> _Problem to solve_
Tally every line of the records below that includes "insert", and reply with the total alone.

> _Records for processing_
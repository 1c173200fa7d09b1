use std::collections::HashSet;

use indexmap::IndexMap;
use serde_json::Value;

use super::name_normalizer::safe_name;
use crate::ir::{
    BODY_PARAM_NAME, Constraints, ParamType, ParameterDescriptor, ParameterLocation,
    StandardParam,
};
use crate::parse::document::{get, get_bool, get_f64, get_str, get_u64};
use crate::parse::ref_resolve::RefResolver;

static NULL: Value = Value::Null;

/// Default number of query parameters exposed per callable.
pub const DEFAULT_MAX_QUERY_PARAMS: usize = 20;

/// Identifiers every generated callable already uses: the synthetic
/// parameters, PowerShell common parameters and their aliases, automatic
/// variables and the locals of the generated function body.
/// Compared case-insensitively.
const RESERVED_NAMES: &[&str] = &[
    "baseuri",
    "headers",
    "authtoken",
    "nothrow",
    "timeoutsec",
    "retrymode",
    "body",
    "verbose",
    "debug",
    "erroraction",
    "warningaction",
    "informationaction",
    "progressaction",
    "errorvariable",
    "warningvariable",
    "informationvariable",
    "outvariable",
    "outbuffer",
    "pipelinevariable",
    "vb",
    "db",
    "ea",
    "wa",
    "infa",
    "proga",
    "ev",
    "wv",
    "iv",
    "ov",
    "ob",
    "pv",
    "args",
    "input",
    "host",
    "error",
    "this",
    "true",
    "false",
    "null",
    "psitem",
    "uri",
    "query",
    "value",
    "key",
    "requestheaders",
    "requestparams",
    "attempt",
    "attempts",
    "delayms",
];

#[derive(Debug, Clone)]
pub struct ExtractOptions {
    pub max_query_params: usize,
}

impl Default for ExtractOptions {
    fn default() -> Self {
        Self {
            max_query_params: DEFAULT_MAX_QUERY_PARAMS,
        }
    }
}

/// The parameter set of one operation.
#[derive(Debug, Clone, Default)]
pub struct ExtractedParameters {
    pub parameters: Vec<ParameterDescriptor>,
    pub omitted_query: Vec<String>,
    pub has_body: bool,
    pub body_required: bool,
}

/// Collect, resolve, type and name the parameters of `operation`.
///
/// Path-item parameters come first; an operation parameter with the same
/// name and location replaces the path-item one. `context` names the
/// operation in diagnostics.
pub fn extract_parameters(
    operation: &Value,
    path_item: &Value,
    resolver: &RefResolver<'_>,
    options: &ExtractOptions,
    context: &str,
) -> ExtractedParameters {
    let mut declared: IndexMap<(String, Bucket), ParameterDescriptor> = IndexMap::new();
    let mut has_body = false;
    let mut body_required = false;

    let entries = [get(path_item, "parameters"), get(operation, "parameters")]
        .into_iter()
        .flatten()
        .filter_map(Value::as_array)
        .flatten();

    for entry in entries {
        let param = match resolver.resolve(entry) {
            Ok(p) => p,
            Err(e) => {
                log::warn!("{context}: skipping parameter: {e}");
                continue;
            }
        };
        let Some(name) = get_str(param, "name").filter(|n| !n.is_empty()) else {
            continue;
        };
        let bucket = match get_str(param, "in") {
            Some("path") => Bucket::Path,
            Some("query") => Bucket::Query,
            // Swagger 2 request bodies
            Some("body") | Some("formData") => {
                has_body = true;
                body_required |= get_bool(param, "required").unwrap_or(false);
                continue;
            }
            other => {
                log::debug!(
                    "{context}: dropping parameter {name} (in: {})",
                    other.unwrap_or("<missing>")
                );
                continue;
            }
        };
        let descriptor = build_descriptor(name, param, bucket, resolver, context);
        declared.insert((name.to_string(), bucket), descriptor);
    }

    let (mut path_params, mut query_params): (Vec<_>, Vec<_>) = declared
        .into_values()
        .partition(|p| p.location == ParameterLocation::Path);

    path_params.sort_by(|a, b| a.original_name.cmp(&b.original_name));
    query_params.sort_by(|a, b| a.original_name.cmp(&b.original_name));

    // Names are settled before the cap so it counts exposed parameters.
    let mut ordered = path_params;
    ordered.extend(query_params);
    let (path_params, mut query_params): (Vec<_>, Vec<_>) = make_names_unique(ordered, context)
        .into_iter()
        .partition(|p| p.location == ParameterLocation::Path);

    let omitted_query: Vec<String> = if query_params.len() > options.max_query_params {
        query_params
            .split_off(options.max_query_params)
            .into_iter()
            .map(|p| p.original_name)
            .collect()
    } else {
        Vec::new()
    };
    if !omitted_query.is_empty() {
        log::warn!(
            "{context}: exposing {} of {} query parameters; omitted: {}",
            options.max_query_params,
            options.max_query_params + omitted_query.len(),
            omitted_query.join(", ")
        );
    }

    let mut parameters = path_params;
    parameters.extend(query_params);

    if let Some(request_body) = get(operation, "requestBody") {
        has_body = true;
        match resolver.resolve(request_body) {
            Ok(rb) => body_required |= get_bool(rb, "required").unwrap_or(false),
            Err(e) => log::warn!("{context}: request body: {e}"),
        }
    }

    if has_body {
        parameters.push(ParameterDescriptor {
            original_name: "body".to_string(),
            safe_name: BODY_PARAM_NAME.to_string(),
            location: ParameterLocation::Body,
            param_type: ParamType::Object,
            required: false,
            constraints: None,
            description: "Request body, serialized as JSON.".to_string(),
        });
    }

    parameters.extend(standard_parameters());

    ExtractedParameters {
        parameters,
        omitted_query,
        has_body,
        body_required,
    }
}

/// The synthetic parameters every operation carries, in fixed order.
pub fn standard_parameters() -> [ParameterDescriptor; 3] {
    [
        ParameterDescriptor::standard(
            StandardParam::BaseUri,
            ParamType::String,
            "Base URL of the API. Overrides the URL from the spec.",
        ),
        ParameterDescriptor::standard(
            StandardParam::AuthToken,
            ParamType::String,
            "Authentication token sent with the request.",
        ),
        ParameterDescriptor::standard(
            StandardParam::NoThrow,
            ParamType::Switch,
            "Return $null instead of throwing when the request fails.",
        ),
    ]
}

#[derive(Debug, Clone, Copy, PartialEq, Eq, Hash)]
enum Bucket {
    Path,
    Query,
}

fn build_descriptor(
    name: &str,
    param: &Value,
    bucket: Bucket,
    resolver: &RefResolver<'_>,
    context: &str,
) -> ParameterDescriptor {
    // OpenAPI 3 keeps type info under `schema`; Swagger 2 puts it on the
    // parameter itself.
    let schema = match get(param, "schema") {
        Some(s) => resolver.resolve(s).unwrap_or_else(|e| {
            log::warn!("{context}: parameter {name}: {e}; treating as string");
            &NULL
        }),
        None => param,
    };

    let description = get_str(param, "description")
        .or_else(|| get_str(schema, "description"))
        .unwrap_or("")
        .trim()
        .to_string();

    let (location, required) = match bucket {
        Bucket::Path => (ParameterLocation::Path, true),
        Bucket::Query => (
            ParameterLocation::Query,
            get_bool(param, "required").unwrap_or(false),
        ),
    };

    let constraints = extract_constraints(schema, resolver);

    ParameterDescriptor {
        original_name: name.to_string(),
        safe_name: safe_name(name),
        location,
        param_type: map_schema_type(schema),
        required,
        constraints: (!constraints.is_empty()).then_some(constraints),
        description,
    }
}

/// The primary `type` of a schema; OpenAPI 3.1 allows `["string", "null"]`.
fn schema_type(schema: &Value) -> Option<&str> {
    match get(schema, "type")? {
        Value::String(s) => Some(s.as_str()),
        Value::Array(types) => types.iter().filter_map(Value::as_str).find(|t| *t != "null"),
        _ => None,
    }
}

pub fn map_schema_type(schema: &Value) -> ParamType {
    match schema_type(schema) {
        Some("integer") => ParamType::Integer,
        Some("number") => ParamType::Float,
        Some("boolean") => ParamType::Boolean,
        Some("array") => ParamType::StringArray,
        _ => ParamType::String,
    }
}

fn extract_constraints(schema: &Value, resolver: &RefResolver<'_>) -> Constraints {
    let enum_values = get(schema, "enum")
        .and_then(Value::as_array)
        .map(|values| values.iter().filter_map(enum_value_text).collect())
        .unwrap_or_default();

    let item_type = get(schema, "items")
        .and_then(|items| resolver.resolve(items).ok())
        .and_then(schema_type)
        .map(str::to_string);

    Constraints {
        enum_values,
        pattern: get_str(schema, "pattern").map(str::to_string),
        min_length: get_u64(schema, "minLength"),
        max_length: get_u64(schema, "maxLength"),
        minimum: get_f64(schema, "minimum"),
        maximum: get_f64(schema, "maximum"),
        item_type,
    }
}

fn enum_value_text(value: &Value) -> Option<String> {
    match value {
        Value::String(s) => Some(s.clone()),
        Value::Number(n) => Some(n.to_string()),
        Value::Bool(b) => Some(b.to_string()),
        _ => None,
    }
}

/// Enforce unique safe names. A name that clashes with a reserved identifier
/// gets its location appended; later duplicates are dropped.
fn make_names_unique(params: Vec<ParameterDescriptor>, context: &str) -> Vec<ParameterDescriptor> {
    let mut seen: HashSet<String> = HashSet::new();
    let mut result = Vec::with_capacity(params.len());

    for mut param in params {
        if RESERVED_NAMES.contains(&param.safe_name.to_lowercase().as_str()) {
            let suffix = match param.location {
                ParameterLocation::Path => "path",
                _ => "query",
            };
            param.safe_name = format!("{}_{suffix}", param.safe_name);
        }
        if seen.insert(param.safe_name.to_lowercase()) {
            result.push(param);
        } else {
            log::warn!(
                "{context}: dropping parameter {} (name {} already in use)",
                param.original_name,
                param.safe_name
            );
        }
    }

    result
}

> _Response to this exercise_
2